═══ Records provided

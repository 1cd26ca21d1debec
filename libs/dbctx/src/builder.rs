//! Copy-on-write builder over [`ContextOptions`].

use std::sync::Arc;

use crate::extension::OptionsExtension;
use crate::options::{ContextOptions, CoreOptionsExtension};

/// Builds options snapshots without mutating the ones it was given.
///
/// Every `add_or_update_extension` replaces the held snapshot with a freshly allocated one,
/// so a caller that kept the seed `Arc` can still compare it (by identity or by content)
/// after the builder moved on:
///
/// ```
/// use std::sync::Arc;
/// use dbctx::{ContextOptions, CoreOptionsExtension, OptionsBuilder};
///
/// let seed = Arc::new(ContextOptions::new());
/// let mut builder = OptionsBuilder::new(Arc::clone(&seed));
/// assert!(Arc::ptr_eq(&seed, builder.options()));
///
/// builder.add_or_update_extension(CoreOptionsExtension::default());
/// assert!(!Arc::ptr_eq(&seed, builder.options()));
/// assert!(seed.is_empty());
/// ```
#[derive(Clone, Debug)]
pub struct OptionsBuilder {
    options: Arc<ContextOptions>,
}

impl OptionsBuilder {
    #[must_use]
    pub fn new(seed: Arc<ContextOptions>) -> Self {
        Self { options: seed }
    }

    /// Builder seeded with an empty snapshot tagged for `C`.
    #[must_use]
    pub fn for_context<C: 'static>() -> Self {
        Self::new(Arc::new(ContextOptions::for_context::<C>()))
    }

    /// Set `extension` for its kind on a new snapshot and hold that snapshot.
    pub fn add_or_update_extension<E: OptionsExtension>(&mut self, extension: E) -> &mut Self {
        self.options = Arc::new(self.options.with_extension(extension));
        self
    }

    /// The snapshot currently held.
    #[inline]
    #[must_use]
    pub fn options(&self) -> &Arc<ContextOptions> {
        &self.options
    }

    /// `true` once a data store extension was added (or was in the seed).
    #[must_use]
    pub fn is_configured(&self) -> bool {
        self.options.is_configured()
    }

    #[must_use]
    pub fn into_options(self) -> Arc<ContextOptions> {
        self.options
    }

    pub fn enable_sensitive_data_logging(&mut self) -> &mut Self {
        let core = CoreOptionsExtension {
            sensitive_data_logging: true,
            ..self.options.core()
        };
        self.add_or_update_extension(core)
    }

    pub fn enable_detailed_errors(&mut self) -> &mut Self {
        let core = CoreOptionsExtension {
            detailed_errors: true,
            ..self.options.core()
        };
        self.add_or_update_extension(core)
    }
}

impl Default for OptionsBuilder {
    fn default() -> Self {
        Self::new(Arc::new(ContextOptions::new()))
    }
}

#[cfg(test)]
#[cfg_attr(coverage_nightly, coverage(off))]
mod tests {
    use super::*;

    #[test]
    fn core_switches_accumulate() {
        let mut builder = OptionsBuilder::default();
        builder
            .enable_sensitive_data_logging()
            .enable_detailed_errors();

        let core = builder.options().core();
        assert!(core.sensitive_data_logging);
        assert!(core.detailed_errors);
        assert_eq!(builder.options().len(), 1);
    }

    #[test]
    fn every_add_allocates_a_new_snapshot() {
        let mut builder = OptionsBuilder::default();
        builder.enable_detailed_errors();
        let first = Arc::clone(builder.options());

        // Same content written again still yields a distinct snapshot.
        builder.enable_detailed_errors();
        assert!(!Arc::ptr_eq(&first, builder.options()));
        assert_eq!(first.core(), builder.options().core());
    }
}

══════
═══ Records provided

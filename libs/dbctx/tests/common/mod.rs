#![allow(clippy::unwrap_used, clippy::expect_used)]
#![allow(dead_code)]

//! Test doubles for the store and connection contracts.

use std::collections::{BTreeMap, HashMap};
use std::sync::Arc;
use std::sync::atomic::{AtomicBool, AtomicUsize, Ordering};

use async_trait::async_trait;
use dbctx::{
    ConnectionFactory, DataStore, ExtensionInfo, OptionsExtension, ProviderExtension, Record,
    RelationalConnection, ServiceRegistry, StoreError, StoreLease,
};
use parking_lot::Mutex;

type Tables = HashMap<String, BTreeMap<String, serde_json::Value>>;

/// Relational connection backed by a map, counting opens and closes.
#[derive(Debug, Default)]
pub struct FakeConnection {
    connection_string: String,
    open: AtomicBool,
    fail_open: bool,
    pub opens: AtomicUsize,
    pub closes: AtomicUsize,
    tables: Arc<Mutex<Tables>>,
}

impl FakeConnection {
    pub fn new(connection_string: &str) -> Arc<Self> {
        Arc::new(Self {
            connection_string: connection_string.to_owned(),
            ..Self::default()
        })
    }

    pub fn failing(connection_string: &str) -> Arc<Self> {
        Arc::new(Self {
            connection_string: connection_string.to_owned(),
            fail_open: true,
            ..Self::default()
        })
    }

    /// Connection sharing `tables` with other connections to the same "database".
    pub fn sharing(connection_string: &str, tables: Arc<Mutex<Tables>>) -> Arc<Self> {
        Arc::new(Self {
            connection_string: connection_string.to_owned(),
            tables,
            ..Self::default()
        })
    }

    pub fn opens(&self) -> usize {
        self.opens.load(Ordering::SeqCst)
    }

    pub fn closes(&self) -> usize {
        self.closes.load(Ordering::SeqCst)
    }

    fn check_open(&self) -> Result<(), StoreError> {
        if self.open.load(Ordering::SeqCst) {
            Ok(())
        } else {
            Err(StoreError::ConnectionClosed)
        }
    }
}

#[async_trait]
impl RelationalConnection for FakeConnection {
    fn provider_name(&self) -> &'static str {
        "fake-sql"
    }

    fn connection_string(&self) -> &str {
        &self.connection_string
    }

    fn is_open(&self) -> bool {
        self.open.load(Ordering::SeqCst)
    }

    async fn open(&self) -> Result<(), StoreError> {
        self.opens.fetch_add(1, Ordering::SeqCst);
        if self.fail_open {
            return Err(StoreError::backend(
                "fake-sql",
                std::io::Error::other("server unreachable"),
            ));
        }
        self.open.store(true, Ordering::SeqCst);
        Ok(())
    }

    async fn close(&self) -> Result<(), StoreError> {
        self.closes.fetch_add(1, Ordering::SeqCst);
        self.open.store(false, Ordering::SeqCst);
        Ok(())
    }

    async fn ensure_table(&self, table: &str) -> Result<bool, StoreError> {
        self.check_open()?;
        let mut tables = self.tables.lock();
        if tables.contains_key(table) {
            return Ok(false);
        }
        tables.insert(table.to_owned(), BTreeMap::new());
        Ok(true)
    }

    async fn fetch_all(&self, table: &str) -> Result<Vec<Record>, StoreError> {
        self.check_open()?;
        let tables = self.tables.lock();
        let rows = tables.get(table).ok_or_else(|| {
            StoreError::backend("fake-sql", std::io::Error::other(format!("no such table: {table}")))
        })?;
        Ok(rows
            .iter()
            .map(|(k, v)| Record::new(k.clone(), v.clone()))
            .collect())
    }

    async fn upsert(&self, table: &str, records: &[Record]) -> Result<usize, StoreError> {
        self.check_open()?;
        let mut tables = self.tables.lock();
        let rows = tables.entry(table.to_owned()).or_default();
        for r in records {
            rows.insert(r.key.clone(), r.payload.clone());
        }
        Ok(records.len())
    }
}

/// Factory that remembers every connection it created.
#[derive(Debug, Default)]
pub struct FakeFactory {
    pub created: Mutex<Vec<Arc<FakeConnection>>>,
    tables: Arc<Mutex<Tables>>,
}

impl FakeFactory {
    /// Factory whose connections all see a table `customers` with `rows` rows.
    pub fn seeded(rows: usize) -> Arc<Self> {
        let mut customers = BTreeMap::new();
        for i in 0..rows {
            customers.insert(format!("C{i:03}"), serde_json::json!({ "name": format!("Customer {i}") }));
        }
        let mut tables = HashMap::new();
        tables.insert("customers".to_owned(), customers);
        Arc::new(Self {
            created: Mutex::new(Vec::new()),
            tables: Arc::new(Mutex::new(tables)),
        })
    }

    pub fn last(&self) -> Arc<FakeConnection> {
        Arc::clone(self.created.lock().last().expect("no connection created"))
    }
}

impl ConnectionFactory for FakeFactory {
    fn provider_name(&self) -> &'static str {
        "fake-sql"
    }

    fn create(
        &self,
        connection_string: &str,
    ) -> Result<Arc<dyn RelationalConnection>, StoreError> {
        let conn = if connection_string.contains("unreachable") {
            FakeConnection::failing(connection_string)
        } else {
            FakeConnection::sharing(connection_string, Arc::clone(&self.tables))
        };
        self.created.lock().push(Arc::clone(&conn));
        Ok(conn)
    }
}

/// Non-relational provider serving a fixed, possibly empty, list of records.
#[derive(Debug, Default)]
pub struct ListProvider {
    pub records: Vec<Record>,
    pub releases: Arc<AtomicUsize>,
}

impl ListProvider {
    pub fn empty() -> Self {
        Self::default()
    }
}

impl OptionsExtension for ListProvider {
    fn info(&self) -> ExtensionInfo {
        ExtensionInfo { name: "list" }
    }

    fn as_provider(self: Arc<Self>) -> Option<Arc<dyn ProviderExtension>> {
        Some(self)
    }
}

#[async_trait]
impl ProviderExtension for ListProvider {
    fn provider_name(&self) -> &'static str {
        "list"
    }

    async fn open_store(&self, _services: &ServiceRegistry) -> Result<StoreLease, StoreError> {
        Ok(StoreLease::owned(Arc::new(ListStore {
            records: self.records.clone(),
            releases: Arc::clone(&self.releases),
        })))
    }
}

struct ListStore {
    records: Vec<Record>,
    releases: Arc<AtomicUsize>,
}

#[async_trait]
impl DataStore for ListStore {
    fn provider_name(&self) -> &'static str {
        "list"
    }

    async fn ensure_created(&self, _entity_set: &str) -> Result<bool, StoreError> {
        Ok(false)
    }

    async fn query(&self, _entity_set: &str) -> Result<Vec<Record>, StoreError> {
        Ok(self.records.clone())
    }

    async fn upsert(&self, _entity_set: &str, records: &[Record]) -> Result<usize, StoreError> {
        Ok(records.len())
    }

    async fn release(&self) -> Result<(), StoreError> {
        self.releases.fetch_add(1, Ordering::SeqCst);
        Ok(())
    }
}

══════

■ Required action
From the data above, return every line from the line that has "repository 1cd26ca21d1debec" up to and including the line that has "pub fn add_or_update_extension<E: OptionsExtension>(&mut", exactly.

■ Response to this task
repository 1cd26ca21d1debec
filename libs/dbctx/src/builder.rs
//! Copy-on-write builder over [`ContextOptions`].

use std::sync::Arc;

use crate::extension::OptionsExtension;
use crate::options::{ContextOptions, CoreOptionsExtension};

/// Builds options snapshots without mutating the ones it was given.
///
/// Every `add_or_update_extension` replaces the held snapshot with a freshly allocated one,
/// so a caller that kept the seed `Arc` can still compare it (by identity or by content)
/// after the builder moved on:
///
/// ```
/// use std::sync::Arc;
/// use dbctx::{ContextOptions, CoreOptionsExtension, OptionsBuilder};
///
/// let seed = Arc::new(ContextOptions::new());
/// let mut builder = OptionsBuilder::new(Arc::clone(&seed));
/// assert!(Arc::ptr_eq(&seed, builder.options()));
///
/// builder.add_or_update_extension(CoreOptionsExtension::default());
/// assert!(!Arc::ptr_eq(&seed, builder.options()));
/// assert!(seed.is_empty());
/// ```
#[derive(Clone, Debug)]
pub struct OptionsBuilder {
    options: Arc<ContextOptions>,
}

impl OptionsBuilder {
    #[must_use]
    pub fn new(seed: Arc<ContextOptions>) -> Self {
        Self { options: seed }
    }

    /// Builder seeded with an empty snapshot tagged for `C`.
    #[must_use]
    pub fn for_context<C: 'static>() -> Self {
        Self::new(Arc::new(ContextOptions::for_context::<C>()))
    }

    /// Set `extension` for its kind on a new snapshot and hold that snapshot.
    pub fn add_or_update_extension<E: OptionsExtension>(&mut self, extension: E) -> &mut Self {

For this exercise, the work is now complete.